MOLECULAR DYNAMIC MODELLING OF A NOVEL PLCG2 VARIANT REVEALS KEY PROTEIN STRUCTURAL DIFFERENCES

Abstract

A novel rare coding variant, associated with Alzheimer's disease (AD), in PLCG2 (rs72824905/p.P522R, P=5.38x10-10), was recently identified using whole-exome-microarray [1]. PLCG2 contains a TIM-barrel, where the active site, catalytic residues and a Ca2+ binding site are found. The P522R mutation can be found in the sPH domain which, structurally, is near the TIM-barrel. This domain is a part of the auto-inhibitory component of the PLCG2 gene, and a mutation here can impact upon PLCG2's activation. We hypothesize that this protective variant alters the function of the protein, via a shift in the position of the sPH loop caused by the change from a neutral-to-positive amino acid. Homology modelling was used to construct PLCG2, this was carried out using I-TASSER. A model with a low C-score, a measure of protein quality, was selected and further scrutinised using PROCHECK. The wild type and mutated proteins were subjected to 50ns of Molecular Dynamics (MD).

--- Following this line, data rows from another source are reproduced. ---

//! Configuration persistence.
//!
//! Loads and saves the JSON config with atomic write operations and a
//! never-fail load path: any unreadable, empty or invalid file is logged and
//! reset to the default so startup always succeeds.

use crate::{
    AppError, AppResult,
    config::{CONFIG_FILE, WardenConfig},
};

use std::{fs, io::Write, panic::Location, path::PathBuf, sync::Arc};

use directories::ProjectDirs;
use error_location::ErrorLocation;
use replay_warden_core::RotationSchedule;
use tracing::{debug, info, instrument, warn};

/// Owns the config file path and keeps the shared [`RotationSchedule`] in
/// sync with the persisted value.
pub struct ConfigStore {
    path: PathBuf,
    schedule: Arc<RotationSchedule>,
}

impl ConfigStore {
    /// Store backed by an explicit file path. Used directly by tests.
    pub fn open(path: PathBuf, schedule: Arc<RotationSchedule>) -> Self {
        Self { path, schedule }
    }

    /// Store backed by the platform config directory, created if absent.
    #[track_caller]
    #[instrument(skip(schedule))]
    pub fn from_project_dirs(schedule: Arc<RotationSchedule>) -> AppResult<Self> {
        let proj_dirs = ProjectDirs::from("dev", "replay-warden", "Replay-Warden").ok_or_else(
            || AppError::ConfigError {
                reason: "Failed to get config directory".to_string(),
                location: ErrorLocation::from(Location::caller()),
            },
        )?;

        let config_dir = proj_dirs.config_dir();

        if !config_dir.exists() {
            fs::create_dir_all(config_dir)?;
            debug!(config_dir = ?config_dir, "Created config directory");
        }

        Ok(Self::open(config_dir.join(CONFIG_FILE), schedule))
    }

    /// Loads the persisted config, falling back to (and rewriting) the
    /// default on any failure. Never errors: a broken config file must not
    /// prevent startup.
    #[instrument(skip(self))]
    pub fn load(&self) -> WardenConfig {
        let config = match self.read_config() {
            Ok(config) => {
                info!(
                    config_path = ?self.path,
                    cut_time_minutes = config.cut_time_minutes,
                    "Configuration loaded"
                );
                config
            }
            Err(reason) => {
                warn!(config_path = ?self.path, %reason, "Invalid config, resetting to default");
                let config = WardenConfig::default();
                if let Err(e) = self.persist(&config) {
                    warn!(error = ?e, "Failed to write default config");
                }
                config
            }
        };

        self.schedule.set_minutes(config.cut_time_minutes);
        config
    }

    /// Sets a new cut interval: updates the live schedule, then persists.
    ///
    /// # Errors
    ///
    /// Returns an error for a non-positive interval. A persistence failure
    /// is logged but not propagated; the in-memory value already took
    /// effect.
    #[track_caller]
    #[instrument(skip(self))]
    pub fn set_cut_minutes(&self, minutes: u64) -> AppResult<()> {
        if minutes == 0 {
            return Err(AppError::ConfigError {
                reason: "cut interval must be greater than zero".to_string(),
                location: ErrorLocation::from(Location::caller()),
            });
        }

        self.schedule.set_minutes(minutes);

        let config = WardenConfig {
            cut_time_minutes: minutes,
        };
        if let Err(e) = self.persist(&config) {
            warn!(error = ?e, "Failed to persist config change");
        }

        Ok(())
    }

    /// Reads and validates the config file. Any failure is reported as a
    /// human-readable reason for the fallback log line.
    fn read_config(&self) -> Result<WardenConfig, String> {
        if !self.path.exists() {
            return Err("config file does not exist".to_string());
        }

        let contents =
            fs::read_to_string(&self.path).map_err(|e| format!("failed to read config: {e}"))?;

        if contents.trim().is_empty() {
            return Err("config file is empty".to_string());
        }

        let config: WardenConfig =
            serde_json::from_str(&contents).map_err(|e| format!("failed to parse config: {e}"))?;

        if !config.is_valid() {
            return Err(format!(
                "invalid cut interval: {}",
                config.cut_time_minutes
            ));
        }

        Ok(config)
    }

    /// Saves a config using the atomic write pattern.
    ///
    /// Writes to a temporary file first, then renames to prevent corruption
    /// if the process crashes during the write.
    #[track_caller]
    fn persist(&self, config: &WardenConfig) -> AppResult<()> {
        let contents =
            serde_json::to_string_pretty(config).map_err(|e| AppError::ConfigError {
                reason: format!("Failed to serialize config: {e}"),
                location: ErrorLocation::from(Location::caller()),
            })?;

        // Atomic write: write to temp file then rename
        let temp_path = self.path.with_extension("json.tmp");

        let mut temp_file = fs::File::create(&temp_path).map_err(|e| AppError::ConfigError {
            reason: format!("Failed to create temp config file: {e}"),
            location: ErrorLocation::from(Location::caller()),
        })?;

        temp_file
            .write_all(contents.as_bytes())
            .map_err(|e| AppError::ConfigError {
                reason: format!("Failed to write temp config file: {e}"),
                location: ErrorLocation::from(Location::caller()),
            })?;

        temp_file.sync_all().map_err(|e| AppError::ConfigError {
            reason: format!("Failed to sync temp config file: {e}"),
            location: ErrorLocation::from(Location::caller()),
        })?;

        fs::rename(&temp_path, &self.path).map_err(|e| AppError::ConfigError {
            reason: format!("Failed to rename temp config to final: {e}"),
            location: ErrorLocation::from(Location::caller()),
        })?;

        info!(config_path = ?self.path, "Configuration saved (atomic write)");

        Ok(())
    }
}

use std::{
    io::Write,
    sync::{Arc, Mutex},
};

/// Cloneable in-memory console sink shared between the test and the
/// `HostConsole` under test.
#[derive(Clone, Default)]
pub(crate) struct SharedSink(Arc<Mutex<Vec<u8>>>);

impl SharedSink {
    #[allow(clippy::unwrap_used)]
    pub(crate) fn contents(&self) -> String {
        String::from_utf8_lossy(&self.0.lock().unwrap()).to_string()
    }

    pub(crate) fn lines(&self) -> Vec<String> {
        self.contents().lines().map(str::to_string).collect()
    }
}

impl Write for SharedSink {
    #[allow(clippy::unwrap_used)]
    fn write(&mut self, buf: &[u8]) -> std::io::Result<usize> {
        self.0.lock().unwrap().extend_from_slice(buf);
        Ok(buf.len())
    }

    fn flush(&mut self) -> std::io::Result<()> {
        Ok(())
    }
}
use crate::session::is_synthetic;

use std::{
    collections::HashMap,
    sync::{
        Arc, Mutex, MutexGuard,
        atomic::{AtomicU64, Ordering},
    },
    time::Duration,
};

use tokio::task::JoinHandle;
use tracing::{debug, error, instrument, warn};

/// One live countdown for a session key.
struct ArmedEntry {
    /// Generation stamped when this entry was armed. The countdown task only
    /// fires if its own generation is still the live one for the key, so a
    /// cancel or re-arm that races with imminent expiry always wins.
    generation: u64,
    handle: JoinHandle<()>,
}

/// Registry of per-key countdown timers.
///
/// At most one live countdown exists per key at any instant. Arming a key
/// that already has a countdown cancels the old one first; cancellation is
/// race-free against the countdown's own expiry (winner-take-all via a
/// generation check under the map lock, with task abort as a resource
/// cleanup on top).
///
/// All operations are synchronous and non-blocking: the map lock guards only
/// short read/modify sections. Countdown tasks are spawned onto the ambient
/// Tokio runtime, so the registry must be used from within one.
#[derive(Clone)]
pub struct TimerRegistry {
    inner: Arc<Mutex<HashMap<String, ArmedEntry>>>,
    next_generation: Arc<AtomicU64>,
}

impl Default for TimerRegistry {
    fn default() -> Self {
        Self::new()
    }
}

impl TimerRegistry {
    /// Creates an empty registry.
    pub fn new() -> Self {
        Self {
            inner: Arc::new(Mutex::new(HashMap::new())),
            next_generation: Arc::new(AtomicU64::new(0)),
        }
    }

    /// Arms (or re-arms) the countdown for `key`.
    ///
    /// Any existing countdown for the key is canceled first; the new one
    /// invokes `on_expire(key)` after `duration` unless canceled or replaced
    /// sooner. Returns `false` without arming for synthetic keys and for a
    /// zero duration (the latter is a programming error and is logged as
    /// such).
    #[instrument(skip(self, on_expire))]
    pub fn arm<F>(&self, key: &str, duration: Duration, on_expire: F) -> bool
    where
        F: FnOnce(String) + Send + 'static,
    {
        if is_synthetic(key) {
            debug!(key, "Synthetic session, countdown not armed");
            return false;
        }
        if duration.is_zero() {
            error!(key, "Refusing to arm a zero-duration countdown");
            return false;
        }

        let generation = self.next_generation.fetch_add(1, Ordering::Relaxed);

        // The old entry is removed and the new one inserted under a single
        // lock acquisition, so the countdown task can never observe the map
        // mid-replacement.
        let mut map = lock_map(&self.inner);
        if let Some(old) = map.remove(key) {
            old.handle.abort();
            debug!(key, "Superseded previous countdown");
        }

        let inner = Arc::clone(&self.inner);
        let owned_key = key.to_string();
        let handle = tokio::spawn(async move {
            tokio::time::sleep(duration).await;

            let fired = {
                let mut map = lock_map(&inner);
                match map.get(&owned_key) {
                    Some(entry) if entry.generation == generation => {
                        map.remove(&owned_key);
                        true
                    }
                    // A newer arm or a cancel got there first; this
                    // countdown lost the race and must not fire.
                    _ => false,
                }
            };

            if fired {
                debug!(key = %owned_key, "Countdown expired");
                on_expire(owned_key);
            }
        });

        map.insert(
            key.to_string(),
            ArmedEntry {
                generation,
                handle,
            },
        );
        debug!(key, duration_secs = duration.as_secs(), "Countdown armed");

        true
    }

    /// Cancels the countdown for `key`, if one is armed. Idempotent.
    #[instrument(skip(self))]
    pub fn cancel(&self, key: &str) {
        let mut map = lock_map(&self.inner);
        if let Some(entry) = map.remove(key) {
            entry.handle.abort();
            debug!(key, "Countdown canceled");
        }
    }

    /// Returns `true` if a countdown is currently armed for `key`.
    pub fn is_armed(&self, key: &str) -> bool {
        lock_map(&self.inner).contains_key(key)
    }

    /// Number of currently armed countdowns.
    pub fn armed_count(&self) -> usize {
        lock_map(&self.inner).len()
    }

    /// Best-effort cancellation of every armed countdown.
    #[instrument(skip(self))]
    pub fn cancel_all(&self) {
        let mut map = lock_map(&self.inner);
        let count = map.len();
        for (_, entry) in map.drain() {
            entry.handle.abort();
        }
        if count > 0 {
            debug!(count, "All countdowns canceled");
        }
    }
}

/// Locks the registry map, recovering from poison.
///
/// A poisoned mutex means a previous holder panicked, but the map data is
/// still valid and usable.
fn lock_map(
    inner: &Mutex<HashMap<String, ArmedEntry>>,
) -> MutexGuard<'_, HashMap<String, ArmedEntry>> {
    inner.lock().unwrap_or_else(|e| {
        warn!("Timer registry lock poisoned, recovering");
        e.into_inner()
    })
}
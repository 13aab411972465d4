use std::path::PathBuf;

use crate::PREFETCH_PAGES;

/// Runtime knobs of a scheduler. Frame geometry is fixed at compile time by
/// the scheduler's const parameters.
#[derive(Debug, Clone, PartialEq, Eq)]
pub struct Config {
    /// Pages loaded into the frame store when a program is admitted. The
    /// first page is mandatory, the rest only go into free frames.
    pub prefetch_pages: usize,
    /// Record a `TraceEvent` for every scheduling step.
    pub trace: bool,
    /// Where spooled batch input is written.
    pub spool_dir: PathBuf,
}

impl Default for Config {
    fn default() -> Self {
        Self {
            prefetch_pages: PREFETCH_PAGES,
            trace: false,
            spool_dir: std::env::temp_dir(),
        }
    }
}

impl Config {
    pub fn with_trace(mut self, trace: bool) -> Self {
        self.trace = trace;
        self
    }

    pub fn with_prefetch_pages(mut self, pages: usize) -> Self {
        self.prefetch_pages = pages;
        self
    }

    pub fn with_spool_dir(mut self, dir: impl Into<PathBuf>) -> Self {
        self.spool_dir = dir.into();
        self
    }
}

MD was carried out, in triplicate, using GROMACS. All simulations were all run in the NPT ensemble, with periodic boundary conditions, at a temperature of 310K. Resulting structures were analysed using RMSD and visualised for structural differences using VMD. MD results suggest a structural change to the protein, caused by the P522R mutation, which impacts upon the availability of the active site for binding. RMSD results show no statistically significant changes to the overall flexibility of the protein. This, suggests a localised mutational effect. The arginine amino acid, carrying a positive charge, is attracted to the surrounding negatively charged amino acids causing a shift in the sPH loop resulting in the partial covering of the entrance of the active site. This protective rare variant may cause a large functional change to the PLCG2 protein, by blocking the active site, something that we will test in a wet lab environment. PLCG2 has very little known association with AD and the impact of this novel coding change could prove to further enhance our knowledge into the vast genetic landscape of the disease. 1. Sims R et al,. Rare coding variants in PLCG2, ABI3 and TREM2 implicate microglial-mediated innate immunity in Alzheimer's disease. Nature Genetics (2017), in press.